LAWS(JHAR)-2010-10-13

AJIT KUMAR YADAV Vs. STATE OF JHARKHAND

Decided On October 26, 2010
AJIT KUMAR YADAV Appellant
V/S
STATE OF JHARKHAND Respondents

JUDGEMENT

(1.) Heard learned Counsel for the parties.

(2.) This appeal is directed against the order of the learned Single Judge of this Court in WP(C) No. 5229 of 2008 dated 11.12.2009. The writ petition was filed to challenge the order passed under the Workmen's Compensation Act by the Labour Commissioner. The learned Single Judge has held against the order of the Labour Commissioner, an appeal is provided under Section 30 of the Workmen's Compensation Act, 1923 (hereinafter referred to as 'the Act') and therefore, the learned Single Judge was of the opinion that where there is a remedy provided under the Act, entertainment of a petition under Article 226 of the Constitution of India obviously would defeat the intended purpose of the Legislature. Therefore the writ petition was dismissed.
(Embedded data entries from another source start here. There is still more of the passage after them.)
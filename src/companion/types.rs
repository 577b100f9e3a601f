use chrono::{SecondsFormat, Utc};
use serde::{Deserialize, Serialize};
use std::path::Path;

/// Wire name of a local action outcome.
#[derive(
    Debug,
    Clone,
    Copy,
    PartialEq,
    Eq,
    Serialize,
    Deserialize,
    strum::Display,
    strum::IntoStaticStr,
)]
#[serde(rename_all = "snake_case")]
#[strum(serialize_all = "snake_case")]
pub enum ActionKind {
    CreateFile,
    WhereFile,
    ConfirmFile,
    CapabilityStatement,
    RepairStatus,
    AvatarAdvancementPlan,
    LocalIntentUnparsed,
    Unhandled,
}

impl ActionKind {
    pub fn as_str(self) -> &'static str {
        self.into()
    }
}

/// Proof that a specific local action actually ran.
#[derive(Debug, Clone, PartialEq, Eq, Serialize, Deserialize)]
pub struct ActionReceipt {
    pub id: String,
    pub at: String,
    pub kind: ActionKind,
    pub ok: bool,
    #[serde(default, skip_serializing_if = "Option::is_none")]
    pub path: Option<String>,
}

impl ActionReceipt {
    pub fn issue(kind: ActionKind, ok: bool, path: Option<&Path>) -> Self {
        let mut id = uuid::Uuid::new_v4().simple().to_string();
        id.truncate(12);
        Self {
            id,
            at: Utc::now().to_rfc3339_opts(SecondsFormat::Secs, true),
            kind,
            ok,
            path: path.map(|p| p.display().to_string()),
        }
    }
}

/// Reply envelope of the local-action endpoint.
#[derive(Debug, Clone, PartialEq, Eq, Serialize, Deserialize)]
pub struct LocalActionResult {
    pub handled: bool,
    pub ok: bool,
    pub kind: ActionKind,
    pub response: String,
    #[serde(default, skip_serializing_if = "Option::is_none")]
    pub path: Option<String>,
    #[serde(default, skip_serializing_if = "Option::is_none")]
    pub receipt: Option<ActionReceipt>,
    pub verified_local: bool,
}

impl LocalActionResult {
    /// Nothing recognized; the caller routes the turn to the chat gateway.
    pub fn unhandled() -> Self {
        Self {
            handled: false,
            ok: false,
            kind: ActionKind::Unhandled,
            response: String::new(),
            path: None,
            receipt: None,
            verified_local: false,
        }
    }

    /// A reply produced by deterministic local logic, with its receipt.
    pub fn verified(
        kind: ActionKind,
        ok: bool,
        response: impl Into<String>,
        path: Option<&Path>,
    ) -> Self {
        Self {
            handled: true,
            ok,
            kind,
            response: response.into(),
            path: path.map(|p| p.display().to_string()),
            receipt: Some(ActionReceipt::issue(kind, ok, path)),
            verified_local: true,
        }
    }
}
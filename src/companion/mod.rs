//! Local-intent router.
//!
//! Messages that ask for something on this machine are answered here from
//! verified local state instead of by the chat gateway.

pub mod executor;
pub mod intent;
pub mod probe;
pub mod replies;
pub mod session;
pub mod templates;
pub mod types;

pub use executor::LocalActionExecutor;
pub use intent::{LocalIntent, classify, looks_like_local_operation};
pub use probe::{PortProbe, TcpPortProbe};
pub use session::{SessionState, SessionStore};
pub use templates::NoteTemplate;
pub use types::{ActionKind, ActionReceipt, LocalActionResult};

/// Classifier, executor and the session they share.
pub struct CompanionService {
    session: SessionStore,
    executor: LocalActionExecutor,
}

impl CompanionService {
    pub fn new(executor: LocalActionExecutor) -> Self {
        Self {
            session: SessionStore::new(),
            executor,
        }
    }

    pub fn session(&self) -> &SessionStore {
        &self.session
    }

    pub fn executor(&self) -> &LocalActionExecutor {
        &self.executor
    }

    /// Answer `message` locally, or return an unhandled envelope so the
    /// caller routes it to the chat gateway.
    pub fn handle(&self, message: &str) -> LocalActionResult {
        let state = self.session.snapshot();
        let Some((rule, intent)) = intent::classify_with_rule(message, &state) else {
            return LocalActionResult::unhandled();
        };
        tracing::debug!(rule, ?intent, "local intent matched");
        let result = self.executor.execute(&intent, &self.session);
        tracing::info!(kind = %result.kind, ok = result.ok, "local action handled");
        result
    }
}
use std::net::{SocketAddr, TcpStream, ToSocketAddrs};
use std::time::{Duration, Instant};

/// Liveness check for a local TCP service.
pub trait PortProbe: Send + Sync {
    fn name(&self) -> &str;

    /// `true` only if a connection was established within `timeout`.
    fn is_open(&self, host: &str, port: u16, timeout: Duration) -> bool;
}

/// Connects with a bounded timeout; an unreachable port is a definite `false`.
#[derive(Debug, Default, Clone, Copy)]
pub struct TcpPortProbe;

impl PortProbe for TcpPortProbe {
    fn name(&self) -> &str {
        "tcp"
    }

    /// IP literals skip the resolver. Hostnames go through the system
    /// resolver first, which has no timeout of its own.
    fn is_open(&self, host: &str, port: u16, timeout: Duration) -> bool {
        let Ok(addrs) = (host, port).to_socket_addrs() else {
            tracing::debug!(host, port, "probe target did not resolve");
            return false;
        };
        connect_within(addrs, timeout)
    }
}

/// Try each address in turn against one shared deadline, so a host with
/// several addresses still finishes within `timeout`.
fn connect_within(addrs: impl IntoIterator<Item = SocketAddr>, timeout: Duration) -> bool {
    let deadline = Instant::now() + timeout;
    for addr in addrs {
        let remaining = deadline.saturating_duration_since(Instant::now());
        if remaining.is_zero() {
            return false;
        }
        if TcpStream::connect_timeout(&addr, remaining).is_ok() {
            return true;
        }
    }
    false
}
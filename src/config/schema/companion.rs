use serde::{Deserialize, Serialize};

#[derive(Debug, Clone, Serialize, Deserialize)]
pub struct CompanionConfig {
    /// Target directory for created files. `~` is expanded.
    /// Defaults to the OS desktop directory, else the home directory.
    #[serde(default)]
    pub desktop_dir: Option<String>,
    /// Host probed by the repair-status report
    #[serde(default = "default_probe_host")]
    pub probe_host: String,
    /// LLM chat gateway port probed by the repair-status report
    #[serde(default = "default_probe_port")]
    pub probe_port: u16,
    /// Connect timeout of the probe in milliseconds
    #[serde(default = "default_probe_timeout_ms")]
    pub probe_timeout_ms: u64,
    /// Recent guardrail blocks at which repair status reports drift
    #[serde(default = "default_guardrail_block_threshold")]
    pub guardrail_block_threshold: usize,
    /// Local validation script quoted by the avatar advancement plan
    #[serde(default = "default_validation_command")]
    pub validation_command: String,
}

fn default_probe_host() -> String {
    "127.0.0.1".into()
}

fn default_probe_port() -> u16 {
    18789
}

fn default_probe_timeout_ms() -> u64 {
    350
}

fn default_guardrail_block_threshold() -> usize {
    20
}

fn default_validation_command() -> String {
    "python mycelium/ship_gate.py".into()
}

impl Default for CompanionConfig {
    fn default() -> Self {
        Self {
            desktop_dir: None,
            probe_host: default_probe_host(),
            probe_port: default_probe_port(),
            probe_timeout_ms: default_probe_timeout_ms(),
            guardrail_block_threshold: default_guardrail_block_threshold(),
            validation_command: default_validation_command(),
        }
    }
}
(3.) Per contra, learned Counsel for the State submitted that as and when there is an involvement of fundamental rights, the Rule of alternative remedy has been relaxed by the Courts in appropriate cases but this is not a case where such relaxation is called for because no fundamental right is involved as has been canvassed by the learned Counsel for the Appellant. The argument advanced by the learned Counsel for the State that no fundamental right can be said to be involved in the case because the case has been decided by the Labour Commissioner on merits after considering the provisions of law and in that view of the matter, if there is any procedural illegality or irregularity, which is not, therefore even if it is permitted to be present for the sake of argument, that would not engulf itself the ambit of fundamental right and therefore the application of law as rendered by the Supreme Court in the case of Himmatlal will not be available to the learned Counsel for the Appellant. The learned Counsel for the State further relied on a case decided by the Hon'ble Supreme Court in the matter of H.B. Gandhi and Ors. v. Gopi Nath and Sons and Ors., 1992 Supp2 SCC 312 wherein the Hon'ble Supreme Court has held that there are limits of exercise of jurisdiction under Article 226 of the Constitution and that power is not akin to the power of appeal i.e. the power of judicial review and the purpose of judicial review is to ensure that the individual receives fair treatment and not to ensure that the authority after according fair treatment reaches on a conclusion which is correct in the eyes of the law or not. The re-appreciation of evidence under Article 226 of the Constitution is a matter which is not engulfed within the scope of Judicial review. It was urged that there being no such illegality indicated on merits and it is only on the preliminary ground that the arguments are advanced, that in view of the onerous provision of pre-deposit, filing of the appeal should not have been insisted. It cannot be said that it was the right approach of the Appellant and therefore entertainment of writ petition by the learned Single Judge was rightly refused.